WORK INSTRUCTIONS
No line of the records may be dropped; print them all again exactly.

DATA SUPPLIED
══════
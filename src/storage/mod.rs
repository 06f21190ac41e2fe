//! Persistence boundary: a get/set blob store plus the schedule codec on top.

pub mod blob;
pub mod schedule_store;

pub use blob::{BlobStore, FileBlobStore, MemoryBlobStore, StorageError};
pub use schedule_store::{load_schedule, save_schedule, SCHEDULE_KEY};
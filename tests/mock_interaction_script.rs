use std::fs;
use std::sync::Arc;

use dayPlanner::handlers::planner::PlannerEngine;
use dayPlanner::service::notification_service::LogSink;
use dayPlanner::storage::{load_schedule, FileBlobStore};
use serde::Deserialize;

#[derive(Deserialize)]
struct ScriptLine {
    text: String,
    expect: String,
}

const SCRIPT: &str = r#"{"text":"schedule meeting at 3pm","expect":"scheduled"}
{"text":"add lunch at 12:30pm","expect":"scheduled"}
{"text":"meeting at 2pm","expect":"scheduled"}
{"text":"3pm team call","expect":"conflict_at_slot"}
{"text":"dinner at 7 o'clock","expect":"scheduled"}
{"text":"15:30 workout","expect":"scheduled"}
{"text":"book appointment at 10am","expect":"scheduled"}
{"text":"meeting for 4pm","expect":"scheduled"}
{"text":"9pm movie","expect":"scheduled"}
{"text":"workout at 6:30pm","expect":"scheduled"}
{"text":"reschedule meeting to 4pm","expect":"conflict_at_slot"}
{"text":"move lunch to 1pm","expect":"rescheduled"}
{"text":"cancel meeting at 3pm","expect":"cancelled"}
{"text":"delete lunch","expect":"cancelled"}
{"text":"remove 2pm meeting","expect":"cancelled"}
{"text":"party at 99:99","expect":"time_unparseable"}
{"text":"sleep at 2am","expect":"no_slot_within_range"}
{"text":"xyz abc 99:99","expect":"command_unrecognized"}"#;

#[test]
fn voice_command_script_builds_expected_day() {
    let temp_dir = tempfile::tempdir().unwrap();
    let script_path = temp_dir.path().join("script.jsonl");
    fs::write(&script_path, SCRIPT).unwrap();

    let store = Arc::new(FileBlobStore::new(temp_dir.path().join("data")));
    let mut engine = PlannerEngine::load(store.clone(), Arc::new(LogSink));

    let content = fs::read_to_string(&script_path).unwrap();
    for line in content.lines() {
        let step: ScriptLine = serde_json::from_str(line).unwrap();
        let outcome = engine.process_command(&step.text);
        let tagged = serde_json::to_value(&outcome).unwrap();
        assert_eq!(tagged["outcome"], step.expect.as_str(), "{}", step.text);
    }

    let day: Vec<(String, String)> = load_schedule(store.as_ref())
        .iter()
        .map(|(slot, label)| (slot.canonical(), label.to_string()))
        .collect();
    let expected = [
        ("10:00", "appointment"),
        ("15:30", "workout"),
        ("16:00", "meeting"),
        ("18:30", "workout"),
        ("19:00", "dinner"),
        ("21:00", "movie"),
    ]
    .map(|(slot, label)| (slot.to_string(), label.to_string()));
    assert_eq!(day, expected);
}
pub mod command;
pub mod schedule;
pub mod slot;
══════
ANSWER SPACE
filename src/storage/mod.rs
repository 06f21190ac41e2fe
//! Persistence boundary: a get/set blob store plus the schedule codec on top.

pub mod blob;
pub mod schedule_store;

pub use blob::{BlobStore, FileBlobStore, MemoryBlobStore, StorageError};
pub use schedule_store::{load_schedule, save_schedule, SCHEDULE_KEY};
filename tests/mock_interaction_script.rs
use std::fs;
use std::sync::Arc;

use dayPlanner::handlers::planner::PlannerEngine;
use dayPlanner::service::notification_service::LogSink;
use dayPlanner::storage::{load_schedule, FileBlobStore};
use serde::Deserialize;

#[derive(Deserialize)]
struct ScriptLine {
    text: String,
    expect: String,
}

const SCRIPT: &str = r#"{"text":"schedule meeting at 3pm","expect":"scheduled"}
{"text":"add lunch at 12:30pm","expect":"scheduled"}
{"text":"meeting at 2pm","expect":"scheduled"}
{"text":"3pm team call","expect":"conflict_at_slot"}
{"text":"dinner at 7 o'clock","expect":"scheduled"}
{"text":"15:30 workout","expect":"scheduled"}
{"text":"book appointment at 10am","expect":"scheduled"}
{"text":"meeting for 4pm","expect":"scheduled"}
{"text":"9pm movie","expect":"scheduled"}
{"text":"workout at 6:30pm","expect":"scheduled"}
{"text":"reschedule meeting to 4pm","expect":"conflict_at_slot"}
{"text":"move lunch to 1pm","expect":"rescheduled"}
{"text":"cancel meeting at 3pm","expect":"cancelled"}
{"text":"delete lunch","expect":"cancelled"}
{"text":"remove 2pm meeting","expect":"cancelled"}
{"text":"party at 99:99","expect":"time_unparseable"}
{"text":"sleep at 2am","expect":"no_slot_within_range"}
{"text":"xyz abc 99:99","expect":"command_unrecognized"}"#;

#[test]
fn voice_command_script_builds_expected_day() {
    let temp_dir = tempfile::tempdir().unwrap();
    let script_path = temp_dir.path().join("script.jsonl");
    fs::write(&script_path, SCRIPT).unwrap();

    let store = Arc::new(FileBlobStore::new(temp_dir.path().join("data")));
    let mut engine = PlannerEngine::load(store.clone(), Arc::new(LogSink));

    let content = fs::read_to_string(&script_path).unwrap();
    for line in content.lines() {
        let step: ScriptLine = serde_json::from_str(line).unwrap();
        let outcome = engine.process_command(&step.text);
        let tagged = serde_json::to_value(&outcome).unwrap();
        assert_eq!(tagged["outcome"], step.expect.as_str(), "{}", step.text);
    }

    let day: Vec<(String, String)> = load_schedule(store.as_ref())
        .iter()
        .map(|(slot, label)| (slot.canonical(), label.to_string()))
        .collect();
    let expected = [
        ("10:00", "appointment"),
        ("15:30", "workout"),
        ("16:00", "meeting"),
        ("18:30", "workout"),
        ("19:00", "dinner"),
        ("21:00", "movie"),
    ]
    .map(|(slot, label)| (slot.to_string(), label.to_string()));
    assert_eq!(day, expected);
}
pub mod command;
pub mod schedule;
pub mod slot;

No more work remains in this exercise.